Published June 25, 2014

TAMPA — It has been two years and one month since Edelweiss Air started nonstop flights from Zurich to Tampa International Airport and back. It was Tampa's first direct flight to continental Europe in 15 years.

So how have things been going for Edelweiss in Tampa so far?

"Satisfactory," said a grinning Michael Trestl, the airline's director of strategy and network development, after a Tuesday evening news conference at TIA.

The airline said that its planes — Edelweiss flies Airbus 330-300s into TIA that seat up to 315 — have been more than 80 percent booked. More than 75,000 passengers have used the flight to travel between Switzerland and the Tampa Bay region, according to Edelweiss.

The route has been so successful for Edelweiss that in March the airline quietly bumped service from once a week to twice, ahead of the usual summer bump to two flights weekly. Flight are Tuesdays and Thursdays.

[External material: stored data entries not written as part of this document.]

// Copyright 2026 the Dyncast Authors
// SPDX-License-Identifier: Apache-2.0 OR MIT

//! Ownership tags for conversions.
//!
//! A conversion receives a raw [`Handle`] together with a tag saying who owns the count:
//!
//! - [`Borrowed`]: the caller keeps its reference. A successful conversion that needs to keep the
//!   value acquires a new count; a failed conversion leaves the count untouched.
//! - [`Stolen`]: the caller hands over one count. The conversion either keeps it (in the returned
//!   view) or releases it, on success and on failure alike.

use dynobj::{Handle, ObjError, Object, Runtime};

/// How a conversion takes ownership of its input handle.
pub trait Ownership: Copy {
    /// Produces an owned [`Object`] for `h`.
    fn acquire(self, rt: &Runtime, h: Handle) -> Result<Object, ObjError>;

    /// Gives up the input without keeping it.
    fn release(self, rt: &Runtime, h: Handle);
}

/// The caller keeps its reference.
#[derive(Clone, Copy, Debug, Default, PartialEq, Eq)]
pub struct Borrowed;

/// The caller transfers one count.
#[derive(Clone, Copy, Debug, Default, PartialEq, Eq)]
pub struct Stolen;

impl Ownership for Borrowed {
    #[inline]
    fn acquire(self, rt: &Runtime, h: Handle) -> Result<Object, ObjError> {
        Object::borrowed(rt, h)
    }

    #[inline]
    fn release(self, _rt: &Runtime, _h: Handle) {}
}

impl Ownership for Stolen {
    #[inline]
    fn acquire(self, rt: &Runtime, h: Handle) -> Result<Object, ObjError> {
        Ok(Object::stolen(rt, h))
    }

    #[inline]
    fn release(self, rt: &Runtime, h: Handle) {
        drop(Object::stolen(rt, h));
    }
}

#[cfg(test)]
mod tests {
    use super::*;

    #[test]
    fn borrowed_acquire_adds_a_count() {
        let rt = Runtime::new();
        let a = rt.new_int(1).unwrap();
        let b = Borrowed.acquire(&rt, a.handle()).unwrap();
        assert_eq!(a.ref_count().unwrap(), 2);
        drop(b);
        Borrowed.release(&rt, a.handle());
        assert_eq!(a.ref_count().unwrap(), 1);
    }

    #[test]
    fn stolen_release_drops_the_transferred_count() {
        let rt = Runtime::new();
        let a = rt.new_int(1).unwrap();
        let extra = a.clone().into_raw();
        assert_eq!(a.ref_count().unwrap(), 2);
        Stolen.release(&rt, extra);
        assert_eq!(a.ref_count().unwrap(), 1);
    }
}
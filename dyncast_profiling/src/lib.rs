// Copyright 2026 the Dyncast Authors
// SPDX-License-Identifier: Apache-2.0 OR MIT

//! Profiling adapters for `dynobj` trace scopes (currently Tracy).
//!
//! This crate is `std`-only and keeps `dynobj` and `dyncast` free of profiling dependencies.
//! It listens for scope enter/exit callbacks and emits matching profiling zones.
//!
//! ## Backend
//! This crate currently supports the Tracy backend via `tracy-client`.
//!
//! ## Example
//! ```ignore
//! use std::cell::RefCell;
//! use std::rc::Rc;
//!
//! use dyncast_profiling::ProfilingTraceSink;
//!
//! let rt = dynobj::Runtime::new();
//! rt.set_trace_sink(Rc::new(RefCell::new(ProfilingTraceSink::new())));
//! // Conversions and iteration steps now show up as Tracy zones.
//! ```

mod resolver;
mod sink;

pub use resolver::{DefaultLabelResolver, HostTypeNameResolver, LabelResolver};
pub use sink::ProfilingTraceSink;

Edelweiss executives were at TIA to promote the airline's new business-class "lie flat" seats: bigger, roomier seats that extend so that business-class passengers can sleep during the 10-plus hour flight. More significantly, airline executives reaffirmed their commitment to the Tampa Bay area even though the airport incentive program that helped lure Edelweiss to TIA recently expired. That allayed concern that the route could have gone back to Orlando International.

In 2012, TIA lured Edelweiss from Orlando when the airport and its community partners in the local chambers of commerce and tourism agencies offered Edelweiss $464,000 in cash, marketing help and waived airport fees. But under federal rules TIA will no longer be able to offer incentives..

Edelweiss chief commercial officer Alain Chisari said the airline has nearly doubled its passenger numbers in the last five years to 1.1 million passengers in 2013 and wants to keep growing. That's why the airline is committed to Tampa Bay for the long term, he said.

"We are a strategic company," Chisari said. "We don't make six-month plans. We want to stay and grow."

Edelweiss executives said the airline intends to stay at TIA — barring economic and other shocks that roil the airline industry — as part of its strategic plan through 2020.